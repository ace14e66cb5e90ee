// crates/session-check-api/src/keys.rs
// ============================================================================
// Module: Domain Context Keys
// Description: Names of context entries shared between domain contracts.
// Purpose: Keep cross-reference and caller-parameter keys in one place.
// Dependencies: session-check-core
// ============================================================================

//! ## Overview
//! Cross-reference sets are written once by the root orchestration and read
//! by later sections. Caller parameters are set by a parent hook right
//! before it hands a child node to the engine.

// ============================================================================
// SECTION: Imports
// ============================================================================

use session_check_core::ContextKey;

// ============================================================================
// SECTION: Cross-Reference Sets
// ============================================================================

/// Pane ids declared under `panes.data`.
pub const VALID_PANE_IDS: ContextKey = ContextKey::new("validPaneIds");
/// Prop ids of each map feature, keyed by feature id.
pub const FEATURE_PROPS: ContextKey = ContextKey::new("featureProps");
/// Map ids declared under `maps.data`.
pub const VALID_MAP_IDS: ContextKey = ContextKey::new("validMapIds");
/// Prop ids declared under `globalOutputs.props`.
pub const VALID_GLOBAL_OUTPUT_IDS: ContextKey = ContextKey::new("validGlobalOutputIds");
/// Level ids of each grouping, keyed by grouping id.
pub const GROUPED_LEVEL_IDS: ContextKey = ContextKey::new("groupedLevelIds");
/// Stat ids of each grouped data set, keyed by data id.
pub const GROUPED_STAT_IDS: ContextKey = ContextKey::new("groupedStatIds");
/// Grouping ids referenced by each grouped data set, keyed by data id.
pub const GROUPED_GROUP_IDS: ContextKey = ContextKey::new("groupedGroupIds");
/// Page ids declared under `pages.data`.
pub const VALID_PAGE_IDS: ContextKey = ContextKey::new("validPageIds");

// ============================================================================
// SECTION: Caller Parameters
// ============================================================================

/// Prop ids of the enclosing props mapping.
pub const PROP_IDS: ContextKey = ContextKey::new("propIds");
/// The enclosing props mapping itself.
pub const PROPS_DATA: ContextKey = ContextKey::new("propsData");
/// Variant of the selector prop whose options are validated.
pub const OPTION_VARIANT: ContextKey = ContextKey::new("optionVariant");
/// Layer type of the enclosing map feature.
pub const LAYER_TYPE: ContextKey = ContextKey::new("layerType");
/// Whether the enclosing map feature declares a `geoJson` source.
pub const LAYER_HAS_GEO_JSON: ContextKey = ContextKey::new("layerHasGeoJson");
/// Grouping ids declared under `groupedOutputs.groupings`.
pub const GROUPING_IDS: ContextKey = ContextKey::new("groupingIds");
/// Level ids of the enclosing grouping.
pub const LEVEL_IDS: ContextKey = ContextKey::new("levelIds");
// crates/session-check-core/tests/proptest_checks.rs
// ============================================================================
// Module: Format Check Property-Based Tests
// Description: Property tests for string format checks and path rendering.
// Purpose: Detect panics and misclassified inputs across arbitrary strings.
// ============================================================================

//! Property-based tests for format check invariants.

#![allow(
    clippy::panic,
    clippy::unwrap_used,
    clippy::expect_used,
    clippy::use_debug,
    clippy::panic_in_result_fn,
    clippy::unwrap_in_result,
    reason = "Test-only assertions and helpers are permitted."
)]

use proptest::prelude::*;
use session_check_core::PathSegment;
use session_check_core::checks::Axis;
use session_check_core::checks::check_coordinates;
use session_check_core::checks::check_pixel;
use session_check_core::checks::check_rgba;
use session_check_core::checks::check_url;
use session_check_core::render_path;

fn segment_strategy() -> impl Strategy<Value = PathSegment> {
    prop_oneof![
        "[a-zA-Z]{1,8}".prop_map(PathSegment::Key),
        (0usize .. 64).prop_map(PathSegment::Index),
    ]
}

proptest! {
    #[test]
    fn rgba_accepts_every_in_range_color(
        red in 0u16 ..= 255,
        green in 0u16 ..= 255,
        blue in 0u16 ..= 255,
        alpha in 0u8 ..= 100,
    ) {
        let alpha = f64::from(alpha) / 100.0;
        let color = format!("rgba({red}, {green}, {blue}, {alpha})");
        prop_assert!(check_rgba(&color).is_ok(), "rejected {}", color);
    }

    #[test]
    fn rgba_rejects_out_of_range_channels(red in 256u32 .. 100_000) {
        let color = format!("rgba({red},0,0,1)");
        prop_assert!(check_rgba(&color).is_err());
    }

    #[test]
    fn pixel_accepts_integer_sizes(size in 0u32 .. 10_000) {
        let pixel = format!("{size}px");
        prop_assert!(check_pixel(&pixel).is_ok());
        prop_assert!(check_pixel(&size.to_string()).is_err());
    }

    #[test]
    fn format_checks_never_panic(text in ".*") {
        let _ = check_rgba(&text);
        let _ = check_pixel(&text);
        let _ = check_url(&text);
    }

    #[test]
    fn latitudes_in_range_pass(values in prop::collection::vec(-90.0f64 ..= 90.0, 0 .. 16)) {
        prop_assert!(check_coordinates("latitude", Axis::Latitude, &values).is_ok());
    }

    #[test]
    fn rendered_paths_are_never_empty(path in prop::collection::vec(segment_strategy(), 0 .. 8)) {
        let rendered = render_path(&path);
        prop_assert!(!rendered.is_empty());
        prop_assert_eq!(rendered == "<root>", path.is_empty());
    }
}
********
▶ _TO DO_
What lines in the entries above hold "root"? Copy every one.

▶ _SOLUTION_
//! Cross-reference sets are written once by the root orchestration and read
        prop_assert_eq!(rendered == "<root>", path.is_empty());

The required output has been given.